Start of Data supplied
//! Error types and handling for the social graph service
//!
//! Validation and not-found conditions are returned to the caller as explicit
//! results. Dangling references between records are never errors: the
//! resolver turns them into absent fields instead.

use thiserror::Error;

/// Main result type used throughout the crate
pub type Result<T> = std::result::Result<T, Error>;

/// Main error type for the social graph service
#[derive(Error, Debug)]
pub enum Error {
    /// A required scalar argument is missing or empty
    #[error("Validation error: {0}")]
    Validation(String),

    /// An id the operation requires to exist does not
    #[error("{kind} not found: {id}")]
    NotFound {
        /// Entity kind (`User`, `Post`, `Comment`)
        kind: &'static str,
        /// The id that failed to resolve
        id: String,
    },

    /// The dispatcher was asked for an operation it does not know
    #[error("Unknown operation: {0}")]
    UnknownOperation(String),

    /// Configuration errors
    #[error("Configuration error: {0}")]
    Config(String),

    /// I/O errors from std
    #[error("I/O error: {0}")]
    Io(#[from] std::io::Error),

    /// JSON serialization errors
    #[error("Serialization error: {0}")]
    Serialization(#[from] serde_json::Error),

    /// Prometheus metrics errors
    #[error("Metrics error: {0}")]
    Metrics(#[from] prometheus::Error),
}

impl Error {
    /// Create a validation error
    pub fn validation(msg: impl Into<String>) -> Self {
        Self::Validation(msg.into())
    }

    /// Create a not found error for an entity kind
    pub fn not_found(kind: &'static str, id: impl Into<String>) -> Self {
        Self::NotFound { kind, id: id.into() }
    }

    /// Create a configuration error
    pub fn config(msg: impl Into<String>) -> Self {
        Self::Config(msg.into())
    }

    /// Short machine-readable name of the error class
    pub fn kind(&self) -> &'static str {
        match self {
            Error::Validation(_) => "VALIDATION",
            Error::NotFound { .. } => "NOT_FOUND",
            Error::UnknownOperation(_) => "UNKNOWN_OPERATION",
            Error::Config(_) => "CONFIG",
            Error::Io(_) => "IO",
            Error::Serialization(_) => "SERIALIZATION",
            Error::Metrics(_) => "METRICS",
        }
    }

    /// Check if this is a client error (4xx equivalent)
    pub fn is_client_error(&self) -> bool {
        matches!(
            self,
            Error::Validation(_) | Error::NotFound { .. } | Error::UnknownOperation(_)
        )
    }

    /// Check if this is a server error (5xx equivalent)
    pub fn is_server_error(&self) -> bool {
        !self.is_client_error()
    }
}
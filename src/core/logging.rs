//! Tracing subscriber setup
//!
//! `RUST_LOG` takes precedence over the configured level when it is set.

use crate::core::config::LoggingConfig;
use crate::core::error::{Error, Result};
use tracing_subscriber::EnvFilter;

/// Install the global tracing subscriber described by `config`
pub fn init_tracing(config: &LoggingConfig) -> Result<()> {
    let filter = EnvFilter::try_from_default_env()
        .unwrap_or_else(|_| EnvFilter::new(&config.level));

    let builder = tracing_subscriber::fmt().with_env_filter(filter);

    let installed = match config.format.as_str() {
        "json" => builder.json().try_init(),
        _ => builder.try_init(),
    };

    installed.map_err(|e| Error::config(format!("Failed to install tracing subscriber: {}", e)))
}
//! HTTP request handlers for the social graph API

use std::time::Instant;

use axum::{
    extract::{rejection::JsonRejection, FromRequest, Path, Query, State},
    http::{header::CONTENT_TYPE, StatusCode},
    response::{IntoResponse, Json, Response},
    Json as JsonExtractor,
};
use serde::{Deserialize, Serialize};
use serde_json::{json, Value};

use super::dispatch::{dispatch, Operation, OperationRequest};
use crate::core::error::Error;
use crate::core::types::{Post, Record, User};
use crate::core::AppState;
use crate::graph::{PostRelations, PostView, UserRelations, UserView};
use crate::system::{health, Outcome};

// Response types
/// Standard API response wrapper for the REST routes
#[derive(Debug, Serialize)]
pub struct ApiResponse<T> {
    /// Whether the operation was successful
    pub success: bool,
    /// Response data (if successful)
    pub data: Option<T>,
    /// Optional message describing the result
    pub message: Option<String>,
    /// Optional error details
    pub error: Option<String>,
}

/// Error response for the REST routes
#[derive(Debug, Serialize)]
pub struct ErrorResponse {
    /// Whether the operation was successful (always false)
    pub success: bool,
    /// Error message
    pub error: String,
    /// Optional details about what was invalid
    pub details: Option<Value>,
}

impl<T> ApiResponse<T> {
    /// Create a successful API response with data
    pub fn success(data: T) -> Self {
        Self {
            success: true,
            data: Some(data),
            message: None,
            error: None,
        }
    }
}

impl ErrorResponse {
    /// Create a bad request error response
    pub fn bad_request(error: String) -> Self {
        Self {
            success: false,
            error,
            details: None,
        }
    }

    /// Create an error response carrying the error class
    pub fn from_error(error: &Error) -> Self {
        Self {
            success: false,
            error: error.to_string(),
            details: Some(json!({ "kind": error.kind() })),
        }
    }
}

/// Response of `POST /api/operations`
#[derive(Debug, Serialize)]
pub struct OperationResponse {
    /// Result of the operation, `null` for a query that found nothing
    #[serde(skip_serializing_if = "Option::is_none")]
    pub data: Option<Value>,
    /// Present only when the operation failed
    #[serde(skip_serializing_if = "Option::is_none")]
    pub errors: Option<Vec<OperationError>>,
}

/// One entry of [`OperationResponse::errors`]
#[derive(Debug, Serialize)]
pub struct OperationError {
    /// Human-readable message
    pub message: String,
    /// Error class, e.g. `NOT_FOUND`
    pub kind: &'static str,
}

/// System information and capabilities
#[derive(Debug, Serialize)]
pub struct InfoResponse {
    /// Service name
    pub name: String,
    /// Service version
    pub version: String,
    /// Dispatcher operations
    pub operations: Vec<&'static str>,
    /// List of supported protocols
    pub protocols: Vec<String>,
}

/// `?select=posts,followers` on the REST routes
#[derive(Debug, Default, Deserialize)]
pub struct SelectQuery {
    /// Comma-separated relation names; absent means all relations
    pub select: Option<String>,
}

impl SelectQuery {
    fn names(&self) -> Option<Vec<String>> {
        self.select.as_ref().map(|list| {
            list.split(',')
                .map(str::trim)
                .filter(|name| !name.is_empty())
                .map(str::to_string)
                .collect()
        })
    }
}

/// HTTP status for a library error
pub fn status_for(error: &Error) -> StatusCode {
    match error {
        Error::NotFound { .. } => StatusCode::NOT_FOUND,
        Error::Validation(_) | Error::UnknownOperation(_) => StatusCode::BAD_REQUEST,
        _ => StatusCode::INTERNAL_SERVER_ERROR,
    }
}

/// Library error rendered as an [`ErrorResponse`]
#[derive(Debug)]
pub struct ApiError(pub Error);

impl From<Error> for ApiError {
    fn from(error: Error) -> Self {
        Self(error)
    }
}

impl IntoResponse for ApiError {
    fn into_response(self) -> Response {
        let status = status_for(&self.0);
        if status.is_server_error() {
            tracing::error!(error = %self.0, "Request failed");
        }
        (status, Json(ErrorResponse::from_error(&self.0))).into_response()
    }
}

/// Custom JSON extractor that returns proper JSON error responses
pub struct JsonRequest<T>(pub T);

#[axum::async_trait]
impl<T, S> FromRequest<S> for JsonRequest<T>
where
    T: serde::de::DeserializeOwned,
    S: Send + Sync,
{
    type Rejection = (StatusCode, Json<ErrorResponse>);

    async fn from_request(req: axum::extract::Request, state: &S) -> Result<Self, Self::Rejection> {
        match JsonExtractor::<T>::from_request(req, state).await {
            Ok(JsonExtractor(value)) => Ok(JsonRequest(value)),
            Err(rejection) => {
                let error_message = match rejection {
                    JsonRejection::JsonDataError(err) => format!("Invalid JSON data: {}", err.body_text()),
                    JsonRejection::JsonSyntaxError(_) => "Malformed JSON".to_string(),
                    JsonRejection::MissingJsonContentType(_) => {
                        "Missing or invalid Content-Type header. Expected 'application/json'".to_string()
                    }
                    JsonRejection::BytesRejection(_) => "Failed to read request body".to_string(),
                    _ => "Invalid JSON request".to_string(),
                };

                tracing::warn!("JSON parsing error: {}", error_message);
                Err((StatusCode::BAD_REQUEST, Json(ErrorResponse::bad_request(error_message))))
            }
        }
    }
}

/// `POST /api/operations`: run one dispatcher request
pub async fn execute_operation(
    State(state): State<AppState>,
    JsonRequest(request): JsonRequest<OperationRequest>,
) -> (StatusCode, Json<OperationResponse>) {
    let started = Instant::now();
    let result = dispatch(&state.handlers, &request);
    let elapsed = started.elapsed();

    if let Some(metrics) = &state.metrics {
        let operation = request.operation.parse::<Operation>().ok();
        // Unknown names collapse into a single label.
        let label = operation.map_or("unknown", Operation::as_str);
        metrics.observe(label, Outcome::of(&result), elapsed);
        if result.is_ok() && operation.is_some_and(Operation::is_mutation) {
            metrics.record_store_stats(state.handlers.store().read().stats());
        }
    }

    match result {
        Ok(data) => (
            StatusCode::OK,
            Json(OperationResponse {
                data: Some(data),
                errors: None,
            }),
        ),
        Err(error) => {
            let status = status_for(&error);
            if status.is_server_error() {
                tracing::error!(operation = %request.operation, error = %error, "Operation failed");
            } else {
                tracing::debug!(operation = %request.operation, error = %error, "Operation rejected");
            }
            (
                status,
                Json(OperationResponse {
                    data: None,
                    errors: Some(vec![OperationError {
                        message: error.to_string(),
                        kind: error.kind(),
                    }]),
                }),
            )
        }
    }
}

/// `GET /api/users`
pub async fn list_users(
    State(state): State<AppState>,
    Query(query): Query<SelectQuery>,
) -> Result<Json<ApiResponse<Vec<UserView>>>, ApiError> {
    let relations = UserRelations::from_selection(query.names().as_deref())?;
    Ok(Json(ApiResponse::success(state.handlers.list_users(relations))))
}

/// `GET /api/users/:id`
pub async fn get_user(
    State(state): State<AppState>,
    Path(id): Path<String>,
    Query(query): Query<SelectQuery>,
) -> Result<Json<ApiResponse<UserView>>, ApiError> {
    let relations = UserRelations::from_selection(query.names().as_deref())?;
    state
        .handlers
        .get_user(&id, relations)
        .map(|user| Json(ApiResponse::success(user)))
        .ok_or_else(|| ApiError(Error::not_found(User::KIND, id)))
}

/// `GET /api/posts`
pub async fn list_posts(
    State(state): State<AppState>,
    Query(query): Query<SelectQuery>,
) -> Result<Json<ApiResponse<Vec<PostView>>>, ApiError> {
    let relations = PostRelations::from_selection(query.names().as_deref())?;
    Ok(Json(ApiResponse::success(state.handlers.list_posts(relations))))
}

/// `GET /api/posts/:id`
pub async fn get_post(
    State(state): State<AppState>,
    Path(id): Path<String>,
    Query(query): Query<SelectQuery>,
) -> Result<Json<ApiResponse<PostView>>, ApiError> {
    let relations = PostRelations::from_selection(query.names().as_deref())?;
    state
        .handlers
        .get_post(&id, relations)
        .map(|post| Json(ApiResponse::success(post)))
        .ok_or_else(|| ApiError(Error::not_found(Post::KIND, id)))
}

/// Prometheus text exposition
pub async fn metrics_handler(State(state): State<AppState>) -> Result<Response, ApiError> {
    let Some(metrics) = &state.metrics else {
        return Ok((StatusCode::NOT_FOUND, "metrics disabled").into_response());
    };
    let body = metrics.render()?;
    Ok(([(CONTENT_TYPE, "text/plain; version=0.0.4")], body).into_response())
}

/// Health check endpoint
pub async fn health_check(State(state): State<AppState>) -> Json<health::HealthStatus> {
    let records = state.handlers.store().read().stats();
    Json(health::check(state.started, records))
}

/// System information endpoint
pub async fn system_info() -> Json<InfoResponse> {
    Json(InfoResponse {
        name: crate::NAME.to_string(),
        version: crate::VERSION.to_string(),
        operations: Operation::ALL.iter().map(|op| op.as_str()).collect(),
        protocols: vec!["http".to_string()],
    })
}

/// Root API endpoint
pub async fn root_handler() -> Json<Value> {
    Json(json!({
        "service": "Social Graph API",
        "version": crate::VERSION,
        "status": "operational",
        "endpoints": {
            "operations": "/api/operations",
            "users": "/api/users",
            "posts": "/api/posts",
            "health": "/health",
            "info": "/info",
            "metrics": "/metrics"
        }
    }))
}
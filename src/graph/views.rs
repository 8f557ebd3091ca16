//! Denormalized views returned to callers
//!
//! Relation fields use two layers of `Option`:
//! the outer one is `None` when the caller did not request the relation (the
//! field is then omitted from the serialized output), the inner one is `None`
//! when a requested single reference dangles (serialized as `null`).
//!
//! Nested entries are bare views: scalar fields only, no relations and no id
//! lists, so a key has the same shape at every depth and views never recurse
//! between users, posts and comments. The one exception is a post's comments,
//! which carry their (bare) author.

use crate::core::types::{Comment, CommentId, Post, PostId, User, UserId};
use serde::Serialize;

/// A user with its requested relations inlined
#[derive(Debug, Clone, PartialEq, Eq, Serialize)]
pub struct UserView {
    /// User id
    pub id: UserId,
    /// Display name
    pub name: String,
    /// Email address
    pub email: String,
    /// Posts authored by the user, in post order
    #[serde(skip_serializing_if = "Option::is_none")]
    pub posts: Option<Vec<PostView>>,
    /// Users whose following list contains this user, in user order
    #[serde(skip_serializing_if = "Option::is_none")]
    pub followers: Option<Vec<UserView>>,
    /// Users this user follows, in user order
    #[serde(skip_serializing_if = "Option::is_none")]
    pub following: Option<Vec<UserView>>,
}

/// A post with its requested relations inlined
#[derive(Debug, Clone, PartialEq, Eq, Serialize)]
pub struct PostView {
    /// Post id
    pub id: PostId,
    /// Post title
    pub title: String,
    /// Post body
    pub content: String,
    /// The author, `Some(None)` when the author id dangles
    #[serde(skip_serializing_if = "Option::is_none")]
    pub author: Option<Option<UserView>>,
    /// One slot per like, `None` where the user id dangles
    #[serde(skip_serializing_if = "Option::is_none")]
    pub likes: Option<Vec<Option<UserView>>>,
    /// One slot per attached comment, `None` where the comment id dangles
    #[serde(skip_serializing_if = "Option::is_none")]
    pub comments: Option<Vec<Option<CommentView>>>,
}

/// A comment with its requested relations inlined
#[derive(Debug, Clone, PartialEq, Eq, Serialize)]
pub struct CommentView {
    /// Comment id
    pub id: CommentId,
    /// Comment body
    pub content: String,
    /// The author, `Some(None)` when the author id dangles
    #[serde(skip_serializing_if = "Option::is_none")]
    pub author: Option<Option<UserView>>,
}

impl UserView {
    /// View of `user` with no relations inlined
    pub fn bare(user: &User) -> Self {
        Self {
            id: user.id.clone(),
            name: user.name.clone(),
            email: user.email.clone(),
            posts: None,
            followers: None,
            following: None,
        }
    }

    /// Ids of the inlined followers, empty when not requested
    pub fn follower_ids(&self) -> Vec<&str> {
        ids(self.followers.as_deref())
    }

    /// Ids of the inlined followed users, empty when not requested
    pub fn following_ids(&self) -> Vec<&str> {
        ids(self.following.as_deref())
    }
}

impl PostView {
    /// View of `post` with no relations inlined
    pub fn bare(post: &Post) -> Self {
        Self {
            id: post.id.clone(),
            title: post.title.clone(),
            content: post.content.clone(),
            author: None,
            likes: None,
            comments: None,
        }
    }
}

impl CommentView {
    /// View of `comment` with no relations inlined
    pub fn bare(comment: &Comment) -> Self {
        Self {
            id: comment.id.clone(),
            content: comment.content.clone(),
            author: None,
        }
    }
}

fn ids(users: Option<&[UserView]>) -> Vec<&str> {
    users
        .unwrap_or_default()
        .iter()
        .map(|user| user.id.as_str())
        .collect()
}
//! HTTP surface tests driven through the router without a socket

use axum::{
    body::{to_bytes, Body},
    http::{header::CONTENT_TYPE, Request, StatusCode},
    Router,
};
use serde_json::{json, Value};
use social_graph::api::create_app;
use social_graph::{AppState, Config, MemStore};
use tower::ServiceExt;

fn app() -> (Router, AppState) {
    let mut store = MemStore::new();
    store.seed_demo_data();
    let state = AppState::new(store.into_shared(), Config::default()).unwrap();
    (create_app(state.clone()), state)
}

async fn send(app: &Router, request: Request<Body>) -> (StatusCode, Vec<u8>) {
    let response = app.clone().oneshot(request).await.unwrap();
    let status = response.status();
    let body = to_bytes(response.into_body(), usize::MAX).await.unwrap();
    (status, body.to_vec())
}

async fn get_json(app: &Router, uri: &str) -> (StatusCode, Value) {
    let request = Request::get(uri).body(Body::empty()).unwrap();
    let (status, body) = send(app, request).await;
    (status, serde_json::from_slice(&body).unwrap())
}

async fn operation(app: &Router, body: Value) -> (StatusCode, Value) {
    let request = Request::post("/api/operations")
        .header(CONTENT_TYPE, "application/json")
        .body(Body::from(body.to_string()))
        .unwrap();
    let (status, body) = send(app, request).await;
    (status, serde_json::from_slice(&body).unwrap())
}

#[tokio::test]
async fn mutation_then_query_round_trip() {
    let (app, _) = app();

    let (status, body) = operation(
        &app,
        json!({ "operation": "likePost", "arguments": { "postId": "0", "userId": "1" } }),
    )
    .await;
    assert_eq!(status, StatusCode::OK);
    assert_eq!(body["data"]["likes"][0]["name"], "Bob");
    assert!(body.get("errors").is_none());

    let (_, body) = operation(
        &app,
        json!({ "operation": "getPost", "arguments": { "id": "0" }, "select": ["likes"] }),
    )
    .await;
    assert_eq!(body["data"]["likes"].as_array().unwrap().len(), 1);
    assert!(body["data"].get("author").is_none());
}

#[tokio::test]
async fn missing_entity_query_returns_null_data() {
    let (app, _) = app();
    let (status, body) =
        operation(&app, json!({ "operation": "getPost", "arguments": { "id": "999" } })).await;
    assert_eq!(status, StatusCode::OK);
    assert_eq!(body, json!({ "data": null }));
}

#[tokio::test]
async fn operation_errors_map_to_status_codes() {
    let (app, _) = app();

    let (status, body) = operation(
        &app,
        json!({ "operation": "addUser", "arguments": { "name": "", "email": "x@example.com" } }),
    )
    .await;
    assert_eq!(status, StatusCode::BAD_REQUEST);
    assert_eq!(body["errors"][0]["kind"], "VALIDATION");
    assert!(body.get("data").is_none());

    let (status, body) = operation(
        &app,
        json!({ "operation": "followUser", "arguments": { "followerId": "9", "followingId": "0" } }),
    )
    .await;
    assert_eq!(status, StatusCode::NOT_FOUND);
    assert_eq!(body["errors"][0]["message"], "User not found: 9");

    let (status, body) = operation(&app, json!({ "operation": "dropTables" })).await;
    assert_eq!(status, StatusCode::BAD_REQUEST);
    assert_eq!(body["errors"][0]["kind"], "UNKNOWN_OPERATION");
}

#[tokio::test]
async fn malformed_json_is_bad_request() {
    let (app, _) = app();
    let request = Request::post("/api/operations")
        .header(CONTENT_TYPE, "application/json")
        .body(Body::from("{not json"))
        .unwrap();
    let (status, body) = send(&app, request).await;
    assert_eq!(status, StatusCode::BAD_REQUEST);
    let body: Value = serde_json::from_slice(&body).unwrap();
    assert_eq!(body["success"], false);
}

#[tokio::test]
async fn rest_routes_wrap_views() {
    let (app, _) = app();

    let (status, body) = get_json(&app, "/api/users?select=posts").await;
    assert_eq!(status, StatusCode::OK);
    assert_eq!(body["success"], true);
    assert_eq!(body["data"][0]["posts"][0]["title"], "First Post");
    assert!(body["data"][0].get("followers").is_none());

    let (status, body) = get_json(&app, "/api/posts/0").await;
    assert_eq!(status, StatusCode::OK);
    assert_eq!(body["data"]["author"]["email"], "alice@example.com");

    let (status, body) = get_json(&app, "/api/users/42").await;
    assert_eq!(status, StatusCode::NOT_FOUND);
    assert_eq!(body["details"]["kind"], "NOT_FOUND");

    let (status, _) = get_json(&app, "/api/posts?select=bogus").await;
    assert_eq!(status, StatusCode::BAD_REQUEST);
}

#[tokio::test]
async fn health_reports_record_counts() {
    let (app, _) = app();
    let (status, body) = get_json(&app, "/health").await;
    assert_eq!(status, StatusCode::OK);
    assert_eq!(body["status"], "healthy");
    assert_eq!(body["records"], json!({ "users": 2, "posts": 1, "comments": 0 }));

    let (_, info) = get_json(&app, "/info").await;
    assert_eq!(info["operations"].as_array().unwrap().len(), 9);
}

#[tokio::test]
async fn metrics_count_operations() {
    let (app, state) = app();
    operation(
        &app,
        json!({ "operation": "addComment", "arguments": { "postId": "0", "userId": "1", "content": "nice" } }),
    )
    .await;

    let metrics = state.metrics.as_ref().unwrap();
    assert_eq!(
        metrics.operations.with_label_values(&["addComment", "ok"]).get(),
        1
    );

    let request = Request::get("/metrics").body(Body::empty()).unwrap();
    let (status, body) = send(&app, request).await;
    assert_eq!(status, StatusCode::OK);
    let text = String::from_utf8(body).unwrap();
    assert!(text.contains("sg_records{collection=\"comments\"} 1"));
}
//! Metrics collection and monitoring for the social graph service
//!
//! Prometheus counters and histograms for dispatched operations, plus gauges
//! mirroring the size of each collection. Every [`Metrics`] owns its own
//! registry, so independent instances (tests, multiple routers) never clash.

use crate::core::error::{Error, Result};
use crate::storage::StoreStats;
use prometheus::{
    Encoder, HistogramOpts, HistogramVec, IntCounterVec, IntGaugeVec, Opts, Registry,
    TextEncoder,
};
use std::time::Duration;

/// Outcome label of a dispatched operation
#[derive(Debug, Clone, Copy, PartialEq, Eq)]
pub enum Outcome {
    /// The operation returned a value (including an absent one)
    Ok,
    /// The caller sent something invalid or referenced a missing entity
    ClientError,
    /// Anything else
    ServerError,
}

impl Outcome {
    fn as_str(self) -> &'static str {
        match self {
            Outcome::Ok => "ok",
            Outcome::ClientError => "client_error",
            Outcome::ServerError => "server_error",
        }
    }

    /// Classify an operation result
    pub fn of<T>(result: &Result<T>) -> Self {
        match result {
            Ok(_) => Outcome::Ok,
            Err(e) if e.is_client_error() => Outcome::ClientError,
            Err(_) => Outcome::ServerError,
        }
    }
}

/// Centralized metrics for the service
#[derive(Clone)]
pub struct Metrics {
    registry: Registry,
    /// Dispatched operations by name and outcome
    pub operations: IntCounterVec,
    /// Duration of dispatched operations in seconds, by name
    pub operation_duration: HistogramVec,
    /// Number of stored records, by collection
    pub records: IntGaugeVec,
}

impl Metrics {
    /// Create a new metrics instance with a fresh registry
    pub fn new() -> Result<Self> {
        let registry = Registry::new();

        let operations = IntCounterVec::new(
            Opts::new("sg_operations_total", "Total number of dispatched operations"),
            &["operation", "outcome"],
        )?;
        let operation_duration = HistogramVec::new(
            HistogramOpts::new(
                "sg_operation_duration_seconds",
                "Duration of dispatched operations in seconds",
            )
            .buckets(vec![0.000_01, 0.000_1, 0.001, 0.005, 0.01, 0.05, 0.1, 0.5]),
            &["operation"],
        )?;
        let records = IntGaugeVec::new(
            Opts::new("sg_records", "Number of stored records"),
            &["collection"],
        )?;

        registry.register(Box::new(operations.clone()))?;
        registry.register(Box::new(operation_duration.clone()))?;
        registry.register(Box::new(records.clone()))?;

        Ok(Self {
            registry,
            operations,
            operation_duration,
            records,
        })
    }

    /// Record one dispatched operation
    pub fn observe(&self, operation: &str, outcome: Outcome, elapsed: Duration) {
        self.operations
            .with_label_values(&[operation, outcome.as_str()])
            .inc();
        self.operation_duration
            .with_label_values(&[operation])
            .observe(elapsed.as_secs_f64());
    }

    /// Mirror the current collection sizes into the record gauges
    pub fn record_store_stats(&self, stats: StoreStats) {
        for (collection, count) in [
            ("users", stats.users),
            ("posts", stats.posts),
            ("comments", stats.comments),
        ] {
            self.records
                .with_label_values(&[collection])
                .set(i64::try_from(count).unwrap_or(i64::MAX));
        }
    }

    /// Render all metrics in the Prometheus text exposition format
    pub fn render(&self) -> Result<String> {
        let encoder = TextEncoder::new();
        let mut buffer = Vec::new();
        encoder.encode(&self.registry.gather(), &mut buffer)?;
        String::from_utf8(buffer).map_err(|e| Error::Metrics(prometheus::Error::Msg(e.to_string())))
    }
}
End of Data supplied
Your answer must be the lines from the first line of the records through the line containing "exist does not", copied exactly.

Solution to this exercise
//! Error types and handling for the social graph service
//!
//! Validation and not-found conditions are returned to the caller as explicit
//! results. Dangling references between records are never errors: the
//! resolver turns them into absent fields instead.

use thiserror::Error;

/// Main result type used throughout the crate
pub type Result<T> = std::result::Result<T, Error>;

/// Main error type for the social graph service
#[derive(Error, Debug)]
pub enum Error {
    /// A required scalar argument is missing or empty
    #[error("Validation error: {0}")]
    Validation(String),

    /// An id the operation requires to exist does not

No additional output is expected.